Monday 27 January 2014

One Pot Two Dishes - One Flame Rides Again

My son, aka Sternest Critic, has some quirky dislikes. One is that he likes meat that is stewed (let's face it he likes meat), but hates it to come with the liquid in which it cooked. A neat solution to this enjoyed last week was a version of the French Pot au Feu, where the liquid is served as a soup before the rest makes it to table as a main course. Two courses, one pot.

It helped the soup part that the dish was made with stock prepared previously using free bones from the butcher (I've taken to doing this when buying a load of meat, and never get any hassle) and another from the freezer, the penultimate bit of our Serrano ham bone. Those had cooked with some veg and other flavour enhancers, so the stock itself would have done as a soup (some more in fact did at the weekend, with mushrooms, noodles and star anise). But after it had in addition been the cooking medium for chuck steak and shin, with more veg, it was excellent - served without any thickening, likewise sans meat and veg, it was a really really good beef consome.

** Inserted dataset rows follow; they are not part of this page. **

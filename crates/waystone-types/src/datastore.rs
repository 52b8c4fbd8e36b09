//! The namespaced data store.
//!
//! Arbitrary structured payloads from the protocol land here under known
//! top-level namespaces: the catalog (name/id mapping tables, published as
//! `data_package`), the slot settings blob (`slot_data`), and retrieved
//! key/value results. Unknown namespaces go into an extension bucket so
//! forward-compatible payloads survive a round trip. Merging is shallow:
//! per-key last-write-wins at the top level only, no deep recursive merge.

use std::collections::BTreeMap;

use serde::{Deserialize, Serialize};
use serde_json::Value;

/// Namespaced store for catalog, slot-settings, and retrieved payloads.
#[derive(Debug, Clone, Default, PartialEq, Eq, Serialize, Deserialize)]
pub struct DataStore {
    /// The catalog (data package): name-to-id mapping tables per game.
    /// Whole-value replaced on every catalog-changed event.
    #[serde(rename = "data_package", skip_serializing_if = "Option::is_none")]
    pub catalog: Option<Value>,

    /// The raw slot settings payload from the slot-established event.
    /// Whole-value replaced when present.
    #[serde(rename = "slot_data", skip_serializing_if = "Option::is_none")]
    pub slot_settings: Option<Value>,

    /// Key/value results retrieved from the upstream storage service.
    /// Per-key last-write-wins.
    #[serde(default, skip_serializing_if = "BTreeMap::is_empty")]
    pub retrieved: BTreeMap<String, Value>,

    /// Forward-compatibility bucket for namespaces this schema does not
    /// know. Serialized inline at the top level.
    #[serde(flatten)]
    pub extensions: BTreeMap<String, Value>,
}

impl DataStore {
    /// Replace the catalog namespace wholesale.
    pub fn replace_catalog(&mut self, catalog: Value) {
        self.catalog = Some(catalog);
    }

    /// Replace the slot settings namespace wholesale.
    pub fn set_slot_settings(&mut self, settings: Value) {
        self.slot_settings = Some(settings);
    }

    /// Merge retrieved key/value entries, last write winning per key.
    pub fn merge_retrieved(&mut self, entries: BTreeMap<String, Value>) {
        self.retrieved.extend(entries);
    }

    /// Store a payload under an unknown top-level namespace.
    pub fn insert_extension(&mut self, namespace: String, payload: Value) {
        self.extensions.insert(namespace, payload);
    }

    /// Count the catalog's location entries for the given game.
    ///
    /// Walks `catalog.games[<game>].locations` and returns the number of
    /// entries in that object. Returns 0 when any step is absent or the
    /// shape is not an object; a malformed catalog never fails a flush.
    pub fn location_count(&self, game: &str) -> u64 {
        let locations = self
            .catalog
            .as_ref()
            .and_then(|catalog| catalog.get("games"))
            .and_then(|games| games.get(game))
            .and_then(|entry| entry.get("locations"))
            .and_then(Value::as_object);

        locations.map_or(0, |map| u64::try_from(map.len()).unwrap_or(u64::MAX))
    }
}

The original stock benefited btw from a beetroot being one of the vegetables, giving an earthy depth, but more importantly a fine colour.

The solid components were tasty enough, the beef not needing a knife to cut it, but not in the same league as the soup.

I've been trying to think of similar two-dishes-one-pot stuff, with little success. The only one that sprang to mind could in fact be a threefor, doing a similar stew for the soup and solids, but cooking a sweet dumpling or several in with the savoury bits. To modern eyes that may seem odd, but to cooks of centuries past (including the last one) with limited cooking equipment it made sense, and our contemporary separation of sweet and savoury would seem weird to medieval cooks in particular, but even our grandmothers (for those of us in the third decade of our thirties) were not averse to such things.

I have made apple dumplings in this way to eat as pudding, the edge with its meaty tang not putting anyone off devouring them.